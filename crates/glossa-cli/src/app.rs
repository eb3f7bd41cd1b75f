//! CLI Application logic
//!
//! Contains the command-line interface implementation.

use std::fs;
use std::io::Write;
use std::path::{Path, PathBuf};

use anyhow::{Context, Result};
use clap::{Parser, Subcommand, ValueEnum};
use tracing::{debug, info, warn};
use tracing_subscriber::EnvFilter;

use glossa_ast::ParsedDocument;
use glossa_core::{
    list_providers, load_document, HtmlGenerator, HtmlParser, OutcomeStatus, SectionTranslator,
    Settings, SETTINGS_FILE,
};

/// Output format for documents
#[derive(Debug, Clone, Copy, PartialEq, Eq, ValueEnum)]
pub enum RenderFormat {
    /// Regenerated HTML markup
    Html,
    /// Rich document (DOCX)
    Docx,
    /// The document tree as JSON
    Json,
}

impl RenderFormat {
    /// Guess the format from an output file extension
    pub fn from_path(path: &Path) -> Option<Self> {
        let ext = path.extension()?.to_str()?;
        if ext.eq_ignore_ascii_case("docx") {
            Some(RenderFormat::Docx)
        } else if ext.eq_ignore_ascii_case("json") {
            Some(RenderFormat::Json)
        } else if ext.eq_ignore_ascii_case("html") || ext.eq_ignore_ascii_case("htm") {
            Some(RenderFormat::Html)
        } else {
            None
        }
    }

    /// Explicit choice, else the output extension, else the fallback
    fn resolve(explicit: Option<Self>, output: Option<&Path>, fallback: Self) -> Self {
        explicit
            .or_else(|| output.and_then(Self::from_path))
            .unwrap_or(fallback)
    }
}

/// Output format for the info report
#[derive(Debug, Clone, Copy, Default, PartialEq, Eq, ValueEnum)]
pub enum InfoFormat {
    /// Human-readable text output
    #[default]
    Text,
    /// JSON output for tool consumption
    Json,
}

#[derive(Parser)]
#[command(name = "glossa")]
#[command(author, version, about = "Translate styled grammar pages without losing their structure", long_about = None)]
struct Cli {
    /// Settings file (defaults to ./glossa.toml when present)
    #[arg(short, long, global = true)]
    config: Option<PathBuf>,

    /// Log debug detail to stderr (ignored when RUST_LOG is set)
    #[arg(short, long, global = true)]
    verbose: bool,

    #[command(subcommand)]
    command: Commands,
}

#[derive(Subcommand)]
enum Commands {
    /// Parse markup into the JSON document tree
    Parse {
        /// Input HTML file
        input: PathBuf,

        /// Output file (defaults to stdout)
        #[arg(short, long)]
        output: Option<PathBuf>,

        /// Pretty-print the JSON
        #[arg(long)]
        pretty: bool,
    },

    /// Render a document as HTML or DOCX
    Render {
        /// Input HTML or JSON document
        input: PathBuf,

        /// Output file (defaults to stdout; required for DOCX)
        #[arg(short, long)]
        output: Option<PathBuf>,

        /// Output format (inferred from the output extension, else HTML)
        #[arg(short, long, value_enum)]
        format: Option<RenderFormat>,
    },

    /// Translate a document through the configured collaborator
    Translate {
        /// Input HTML or JSON document
        input: PathBuf,

        /// Output file (defaults to stdout; required for DOCX)
        #[arg(short, long)]
        output: Option<PathBuf>,

        /// Output format (inferred from the output extension, else HTML)
        #[arg(short, long, value_enum)]
        format: Option<RenderFormat>,

        /// Collaborator name, overriding the settings file
        #[arg(short, long)]
        provider: Option<String>,

        /// Translation file for the mapping collaborator
        #[arg(short, long)]
        mapping: Option<PathBuf>,

        /// Glossary file (TOML or JSON)
        #[arg(short, long)]
        glossary: Option<PathBuf>,

        /// Target language named in requests
        #[arg(short = 'l', long)]
        target_language: Option<String>,
    },

    /// Show version, collaborators and effective settings
    Info {
        /// Output format (text or json)
        #[arg(short, long, value_enum, default_value = "text")]
        format: InfoFormat,
    },
}

/// Overrides for the translation settings taken from the command line
#[derive(Debug, Clone, Default)]
pub struct TranslateOptions {
    pub provider: Option<String>,
    pub mapping: Option<PathBuf>,
    pub glossary: Option<PathBuf>,
    pub target_language: Option<String>,
}

impl TranslateOptions {
    fn apply(self, settings: &mut Settings) {
        let translation = &mut settings.translation;
        if let Some(provider) = self.provider {
            translation.provider = provider;
        }
        if let Some(mapping) = self.mapping {
            translation.mapping_file = Some(mapping);
        }
        if let Some(glossary) = self.glossary {
            translation.glossary = Some(glossary);
        }
        if let Some(language) = self.target_language {
            translation.target_language = language;
        }
    }
}

/// Run the CLI application
///
/// This is the main entry point for the command-line interface.
/// It parses arguments and dispatches to the appropriate command.
pub fn run_cli() -> Result<()> {
    let cli = Cli::parse();
    init_tracing(cli.verbose);

    let settings = load_settings(cli.config.as_deref())?;

    match cli.command {
        Commands::Parse {
            input,
            output,
            pretty,
        } => parse_command(&input, output.as_deref(), pretty, &settings),
        Commands::Render {
            input,
            output,
            format,
        } => render_command(&input, output.as_deref(), format, &settings),
        Commands::Translate {
            input,
            output,
            format,
            provider,
            mapping,
            glossary,
            target_language,
        } => {
            let options = TranslateOptions {
                provider,
                mapping,
                glossary,
                target_language,
            };
            translate_command(&input, output.as_deref(), format, options, settings)
        }
        Commands::Info { format } => {
            let report = info_command(format, &settings)?;
            println!("{}", report);
            Ok(())
        }
    }
}

/// Install the stderr log subscriber
fn init_tracing(verbose: bool) {
    let rust_log = std::env::var(EnvFilter::DEFAULT_ENV).ok();
    tracing_subscriber::fmt()
        .with_env_filter(log_filter(rust_log.as_deref(), verbose))
        .with_writer(std::io::stderr)
        .init();
}

/// `RUST_LOG` when set, otherwise INFO, or DEBUG with `--verbose`
fn log_filter(rust_log: Option<&str>, verbose: bool) -> EnvFilter {
    match rust_log.filter(|directives| !directives.trim().is_empty()) {
        Some(directives) => EnvFilter::new(directives),
        None if verbose => EnvFilter::new("debug"),
        None => EnvFilter::new("info"),
    }
}

/// Execute the parse command
pub fn parse_command(
    input: &Path,
    output: Option<&Path>,
    pretty: bool,
    settings: &Settings,
) -> Result<()> {
    let doc = read_document(input, settings)?;
    let json = if pretty {
        serde_json::to_string_pretty(&doc)
    } else {
        serde_json::to_string(&doc)
    }
    .context("Failed to serialize document tree")?;

    write_output(output, json.as_bytes())?;
    info!(
        nodes = doc.stats.total_nodes,
        segments = doc.stats.text_segments,
        "Parsed {}",
        input.display()
    );
    Ok(())
}

/// Execute the render command
pub fn render_command(
    input: &Path,
    output: Option<&Path>,
    format: Option<RenderFormat>,
    settings: &Settings,
) -> Result<()> {
    let format = RenderFormat::resolve(format, output, RenderFormat::Html);
    let doc = read_document(input, settings)?;
    let bytes = render_bytes(&doc, format, settings)?;
    write_output_for(format, output, &bytes)?;
    info!(format = ?format, bytes = bytes.len(), "Rendered {}", input.display());
    Ok(())
}

/// Execute the translate command
///
/// A failed translation writes nothing and returns an error; the input is
/// never replaced by partially processed output.
pub fn translate_command(
    input: &Path,
    output: Option<&Path>,
    format: Option<RenderFormat>,
    options: TranslateOptions,
    mut settings: Settings,
) -> Result<()> {
    let format = RenderFormat::resolve(format, output, RenderFormat::Html);
    if format == RenderFormat::Docx && output.is_none() {
        anyhow::bail!("DOCX output needs a file: pass --output <path>");
    }

    options.apply(&mut settings);
    let mut translator = SectionTranslator::from_config(&settings.translation)
        .context("Failed to set up the translation collaborator")?;

    let mut doc = read_document(input, &settings)?;
    let outcome = translator.translate_document(&mut doc);

    eprintln!(
        "{}: {} ({} applied, {} missing, {} attempt(s))",
        input.display(),
        outcome.status,
        outcome.applied,
        outcome.missing.len(),
        outcome.attempts
    );
    if !outcome.missing.is_empty() {
        warn!(missing = ?outcome.missing, "Collaborator left segments untranslated");
    }
    if let Some(tokens) = outcome.tokens_used {
        debug!(tokens, "Collaborator token usage");
    }

    if let OutcomeStatus::Failed { message } = &outcome.status {
        anyhow::bail!("Translation of {} failed: {}", input.display(), message);
    }

    let bytes = render_bytes(&doc, format, &settings)?;
    write_output_for(format, output, &bytes)
}

/// Build the info report
pub fn info_command(format: InfoFormat, settings: &Settings) -> Result<String> {
    let providers = list_providers();
    match format {
        InfoFormat::Json => {
            let report = serde_json::json!({
                "version": glossa_core::VERSION,
                "providers": providers,
                "settings": settings,
            });
            serde_json::to_string_pretty(&report).context("Failed to serialize info report")
        }
        InfoFormat::Text => {
            let mut out = String::new();
            out.push_str(&format!("glossa v{}\n\n", glossa_core::VERSION));
            out.push_str("Providers:\n");
            for provider in &providers {
                let marker = if provider.name == settings.translation.provider {
                    "*"
                } else {
                    " "
                };
                out.push_str(&format!(
                    "  {} {:<8} {}\n",
                    marker, provider.name, provider.description
                ));
            }
            out.push_str("\nSettings:\n");
            out.push_str(
                &settings
                    .to_toml_string()
                    .context("Failed to render settings")?,
            );
            Ok(out.trim_end().to_string())
        }
    }
}

fn read_document(input: &Path, settings: &Settings) -> Result<ParsedDocument> {
    if !input.exists() {
        anyhow::bail!("Input file not found: {}", input.display());
    }
    let parser = HtmlParser::with_config(settings.parser.clone());
    load_document(input, &parser)
        .with_context(|| format!("Failed to load document: {}", input.display()))
}

fn render_bytes(doc: &ParsedDocument, format: RenderFormat, settings: &Settings) -> Result<Vec<u8>> {
    match format {
        RenderFormat::Html => {
            let mut generator = HtmlGenerator::with_config(settings.generator.clone());
            Ok(generator.generate(doc).into_bytes())
        }
        RenderFormat::Json => serde_json::to_vec_pretty(doc).context("Failed to serialize document tree"),
        RenderFormat::Docx => glossa_ooxml::render_docx(doc).context("Failed to generate DOCX"),
    }
}

fn write_output_for(format: RenderFormat, output: Option<&Path>, bytes: &[u8]) -> Result<()> {
    if format == RenderFormat::Docx && output.is_none() {
        anyhow::bail!("DOCX output needs a file: pass --output <path>");
    }
    write_output(output, bytes)
}

/// Write to the output file, or stdout when none is given
fn write_output(output: Option<&Path>, bytes: &[u8]) -> Result<()> {
    match output {
        Some(path) => fs::write(path, bytes)
            .with_context(|| format!("Failed to write output file: {}", path.display())),
        None => {
            let mut stdout = std::io::stdout().lock();
            stdout.write_all(bytes).context("Failed to write to stdout")?;
            stdout.flush().context("Failed to write to stdout")
        }
    }
}

/// Load settings from a config file or use defaults
fn load_settings(config_path: Option<&Path>) -> Result<Settings> {
    match config_path {
        Some(path) => {
            if !path.exists() {
                anyhow::bail!("Config file not found: {}", path.display());
            }
            Settings::load(path)
                .with_context(|| format!("Failed to load config: {}", path.display()))
        }
        None => Settings::load(Path::new(SETTINGS_FILE))
            .with_context(|| format!("Failed to load config: {}", SETTINGS_FILE)),
    }
}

- **Exercise description**: A complete answer gives every line of the data that includes "stdout".

- **Written solution**:
        /// Output file (defaults to stdout)
        /// Output file (defaults to stdout; required for DOCX)
        /// Output file (defaults to stdout; required for DOCX)
/// Write to the output file, or stdout when none is given
            let mut stdout = std::io::stdout().lock();
            stdout.write_all(bytes).context("Failed to write to stdout")?;
            stdout.flush().context("Failed to write to stdout")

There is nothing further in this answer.